Isolation of anti-tumor compounds from the stem bark of Zanthoxylum ailanthoides Sieb. & Zucc. by silica gel column and counter-current chromatography

•The potent anti-tumor components in Z. ailanthoides were investigated.•The silica gel chromatography and HPCCC were used successively.•Luvangetin, xanthyletin, hinokinin and asarinin were isolated and identified.•Asarinin was firstly isolated from this plant to the best of our knowledge.

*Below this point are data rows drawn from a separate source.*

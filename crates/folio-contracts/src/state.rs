//! In-memory story state and its update reducer.
//!
//! Every mutation is expressed as a [`StoryUpdate`] applied to the current
//! snapshot of one story, producing the next snapshot.

use std::fmt;
use std::str::FromStr;

use chrono::Utc;
use indexmap::IndexMap;

use crate::data_url::DataUrl;
use crate::error::FolioError;
use crate::story::{
    ArtStyleReference, AspectRatio, Background, Character, Scene, SceneEvent, ShotType, Story,
};

/// What happens to a stored prompt when its scene description changes.
#[derive(Debug, Clone, Copy, Default, PartialEq, Eq)]
pub enum PromptPolicy {
    /// The prompt is left as is, even though it no longer matches.
    #[default]
    KeepStale,
    /// The prompt is dropped so the next generate composes a fresh one.
    Invalidate,
}

impl fmt::Display for PromptPolicy {
    fn fmt(&self, f: &mut fmt::Formatter<'_>) -> fmt::Result {
        f.write_str(match self {
            Self::KeepStale => "keep",
            Self::Invalidate => "invalidate",
        })
    }
}

impl FromStr for PromptPolicy {
    type Err = FolioError;

    fn from_str(raw: &str) -> Result<Self, Self::Err> {
        match raw.trim().to_ascii_lowercase().as_str() {
            "keep" | "keep-stale" | "keep_stale" => Ok(Self::KeepStale),
            "invalidate" => Ok(Self::Invalidate),
            _ => Err(FolioError::validation(format!(
                "unknown prompt policy '{raw}' (expected keep or invalidate)"
            ))),
        }
    }
}

#[derive(Debug, Clone, PartialEq)]
pub enum ScenePatch {
    Description { text: String, policy: PromptPolicy },
    /// `None` (or a blank prompt) clears the stored prompt.
    CustomPrompt(Option<String>),
    ShotType(ShotType),
    AspectRatio(AspectRatio),
    Event(SceneEvent),
    /// A finished generation or edit: stores the image and completes the stage.
    Image(DataUrl),
}

#[derive(Debug, Clone, PartialEq)]
pub enum StoryUpdate {
    Title(String),
    Characters(Vec<Character>),
    Backgrounds(Vec<Background>),
    ArtStyle(Option<ArtStyleReference>),
    Scenes(Vec<Scene>),
    Scene { scene_id: String, patch: ScenePatch },
}

impl StoryUpdate {
    pub fn scene(scene_id: impl Into<String>, patch: ScenePatch) -> Self {
        Self::Scene {
            scene_id: scene_id.into(),
            patch,
        }
    }
}

/// Next snapshot of `story` after `update`; `story` itself is untouched.
pub fn reduce(story: &Story, update: StoryUpdate) -> Result<Story, FolioError> {
    let mut next = story.clone();
    match update {
        StoryUpdate::Title(title) => next.title = title,
        StoryUpdate::Characters(characters) => next.characters = characters,
        StoryUpdate::Backgrounds(backgrounds) => next.backgrounds = backgrounds,
        StoryUpdate::ArtStyle(art_style) => next.art_style = art_style,
        StoryUpdate::Scenes(scenes) => next.scenes = scenes,
        StoryUpdate::Scene { scene_id, patch } => {
            let scene = next
                .scenes
                .iter_mut()
                .find(|scene| scene.id == scene_id)
                .ok_or_else(|| FolioError::not_found("scene", &scene_id))?;
            apply_scene_patch(scene, patch)?;
        }
    }
    next.updated_at = Utc::now();
    Ok(next)
}

fn apply_scene_patch(scene: &mut Scene, patch: ScenePatch) -> Result<(), FolioError> {
    match patch {
        ScenePatch::Description { text, policy } => {
            if policy == PromptPolicy::Invalidate && scene.custom_prompt.is_some() {
                scene.apply(SceneEvent::PromptCleared)?;
                scene.custom_prompt = None;
            }
            scene.description = text;
        }
        ScenePatch::CustomPrompt(prompt) => {
            let prompt = prompt.filter(|text| !text.trim().is_empty());
            let event = if prompt.is_some() {
                SceneEvent::PromptComposed
            } else {
                SceneEvent::PromptCleared
            };
            scene.apply(event)?;
            scene.custom_prompt = prompt;
        }
        ScenePatch::ShotType(shot_type) => {
            scene.shot_type = shot_type;
            if let Some(prompt) = scene.custom_prompt.as_mut() {
                *prompt = shot_type.retarget_prompt(prompt);
            }
        }
        ScenePatch::AspectRatio(aspect_ratio) => scene.aspect_ratio = aspect_ratio,
        ScenePatch::Event(event) => scene.apply(event)?,
        ScenePatch::Image(image) => {
            scene.apply(SceneEvent::Succeeded)?;
            scene.image = Some(image);
        }
    }
    Ok(())
}

/// All stories of the session, keyed by id in load order.
#[derive(Debug, Clone, Default)]
pub struct StoryBook {
    stories: IndexMap<String, Story>,
}

impl StoryBook {
    pub fn new() -> Self {
        Self::default()
    }

    pub fn insert(&mut self, story: Story) {
        self.stories.insert(story.id.clone(), story);
    }

    pub fn get(&self, story_id: &str) -> Result<&Story, FolioError> {
        self.stories
            .get(story_id)
            .ok_or_else(|| FolioError::not_found("story", story_id))
    }

    pub fn remove(&mut self, story_id: &str) -> Option<Story> {
        self.stories.shift_remove(story_id)
    }

    pub fn stories(&self) -> impl Iterator<Item = &Story> {
        self.stories.values()
    }

    pub fn len(&self) -> usize {
        self.stories.len()
    }

    pub fn is_empty(&self) -> bool {
        self.stories.is_empty()
    }

    /// Applies one update and returns the new snapshot.
    pub fn apply(&mut self, story_id: &str, update: StoryUpdate) -> Result<Story, FolioError> {
        self.update(story_id, |story| reduce(story, update))
    }

    /// Replaces the story with `f(current)`; on error nothing changes.
    pub fn update<F>(&mut self, story_id: &str, f: F) -> Result<Story, FolioError>
    where
        F: FnOnce(&Story) -> Result<Story, FolioError>,
    {
        let slot = self
            .stories
            .get_mut(story_id)
            .ok_or_else(|| FolioError::not_found("story", story_id))?;
        let next = f(slot)?;
        *slot = next.clone();
        Ok(next)
    }
}

#[cfg(test)]
mod tests {
    use super::*;
    use crate::story::SceneStage;

    fn book_with_scene() -> (StoryBook, String, String) {
        let mut story = Story::new("u1", "Title", "Kai walked into the forest.");
        story.scenes = vec![Scene::new("Kai enters the forest")];
        let story_id = story.id.clone();
        let scene_id = story.scenes[0].id.clone();
        let mut book = StoryBook::new();
        book.insert(story);
        (book, story_id, scene_id)
    }

    #[test]
    fn reduce_leaves_input_snapshot_untouched() -> anyhow::Result<()> {
        let story = Story::new("u1", "Before", "text");
        let next = reduce(&story, StoryUpdate::Title("After".to_string()))?;
        assert_eq!(story.title, "Before");
        assert_eq!(next.title, "After");
        assert!(next.updated_at >= story.updated_at);
        Ok(())
    }

    #[test]
    fn custom_prompt_moves_scene_between_stages() -> anyhow::Result<()> {
        let (mut book, story_id, scene_id) = book_with_scene();
        let story = book.apply(
            &story_id,
            StoryUpdate::scene(&scene_id, ScenePatch::CustomPrompt(Some("prompt".into()))),
        )?;
        assert_eq!(story.scenes[0].stage, SceneStage::PromptReady);

        let story = book.apply(
            &story_id,
            StoryUpdate::scene(&scene_id, ScenePatch::CustomPrompt(Some("  ".into()))),
        )?;
        assert_eq!(story.scenes[0].stage, SceneStage::NoPrompt);
        assert!(story.scenes[0].custom_prompt.is_none());
        Ok(())
    }

    #[test]
    fn description_edit_follows_prompt_policy() -> anyhow::Result<()> {
        let (mut book, story_id, scene_id) = book_with_scene();
        book.apply(
            &story_id,
            StoryUpdate::scene(&scene_id, ScenePatch::CustomPrompt(Some("old".into()))),
        )?;

        let kept = book.apply(
            &story_id,
            StoryUpdate::scene(
                &scene_id,
                ScenePatch::Description {
                    text: "Kai leaves the forest".into(),
                    policy: PromptPolicy::KeepStale,
                },
            ),
        )?;
        assert_eq!(kept.scenes[0].custom_prompt.as_deref(), Some("old"));
        assert_eq!(kept.scenes[0].stage, SceneStage::PromptReady);

        let invalidated = book.apply(
            &story_id,
            StoryUpdate::scene(
                &scene_id,
                ScenePatch::Description {
                    text: "Kai returns".into(),
                    policy: PromptPolicy::Invalidate,
                },
            ),
        )?;
        assert!(invalidated.scenes[0].custom_prompt.is_none());
        assert_eq!(invalidated.scenes[0].stage, SceneStage::NoPrompt);
        assert_eq!(invalidated.scenes[0].description, "Kai returns");
        Ok(())
    }

    #[test]
    fn image_patch_completes_generation() -> anyhow::Result<()> {
        let (mut book, story_id, scene_id) = book_with_scene();
        for patch in [
            ScenePatch::CustomPrompt(Some("p".into())),
            ScenePatch::Event(SceneEvent::GenerationStarted),
            ScenePatch::Image(DataUrl::from_bytes("image/png", b"img")),
        ] {
            book.apply(&story_id, StoryUpdate::scene(&scene_id, patch))?;
        }
        let story = book.get(&story_id)?;
        assert_eq!(story.scenes[0].stage, SceneStage::Generated);
        assert!(story.scenes[0].image.is_some());
        Ok(())
    }

    #[test]
    fn failed_update_keeps_previous_snapshot() -> anyhow::Result<()> {
        let (mut book, story_id, scene_id) = book_with_scene();
        let before = book.get(&story_id)?.clone();
        let err = book
            .apply(
                &story_id,
                StoryUpdate::scene(&scene_id, ScenePatch::Event(SceneEvent::EditStarted)),
            )
            .unwrap_err();
        assert!(matches!(err, FolioError::InvalidTransition { .. }));
        assert_eq!(book.get(&story_id)?, &before);
        Ok(())
    }

    #[test]
    fn unknown_ids_are_not_found() {
        let (mut book, story_id, _) = book_with_scene();
        assert!(matches!(
            book.apply("nope", StoryUpdate::Title("x".into())),
            Err(FolioError::NotFound { entity: "story", .. })
        ));
        assert!(matches!(
            book.apply(
                &story_id,
                StoryUpdate::scene("nope", ScenePatch::ShotType(ShotType::Wide))
            ),
            Err(FolioError::NotFound { entity: "scene", .. })
        ));
    }

    #[test]
    fn prompt_policy_parses_cli_spelling() {
        assert_eq!("keep".parse::<PromptPolicy>().unwrap(), PromptPolicy::KeepStale);
        assert_eq!(
            "Invalidate".parse::<PromptPolicy>().unwrap(),
            PromptPolicy::Invalidate
        );
        assert!("drop".parse::<PromptPolicy>().is_err());
    }
}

Silica gel column chromatography combined with high performance counter-current chromatography (HPCCC) was employed for the separation of potential anti-tumor compounds from a petroleum ether fraction of a crude extract of Zanthoxylum ailanthoides Sieb. & Zucc. This traditional Chinese medicine was recently found to display high inhibitory activity against A-549 human cancer cells in vitro and Lewis lung cancer in vivo. A 75% aqueous ethanol extract of the stem bark of Z. ailanthoides was fractionated with petroleum ether, ethyl acetate and n-butanol. In this paper, the petroleum ether fraction was pre-separated by silica gel column chromatography with a petroleum ether–ethyl acetate gradient. Two fractions were further separated and purified by HPCCC using n-hexane–ethyl acetate–methanol–water (3:1:2:1, v/v) and petroleum–ethyl acetate–methanol–water (8:6:7:7, v/v). Finally, coumarins and lignans including luvangetin, xanthyletin, hinokinin and asarinin were isolated and identified by MS, 1H and 13C NMR. In total, 56 mg of xanthyletin (1), 140 mg of hinokinin (2), 850 mg of luvangetin (3) and 74 mg of asarinin (4) were obtained from approximately 50 g of petroleum ether extract, in 96.0%, 94.0%, 99.0% and 94.0% purity, respectively, as determined by HPLC. The separation method proved to be efficient, especially for those minor components.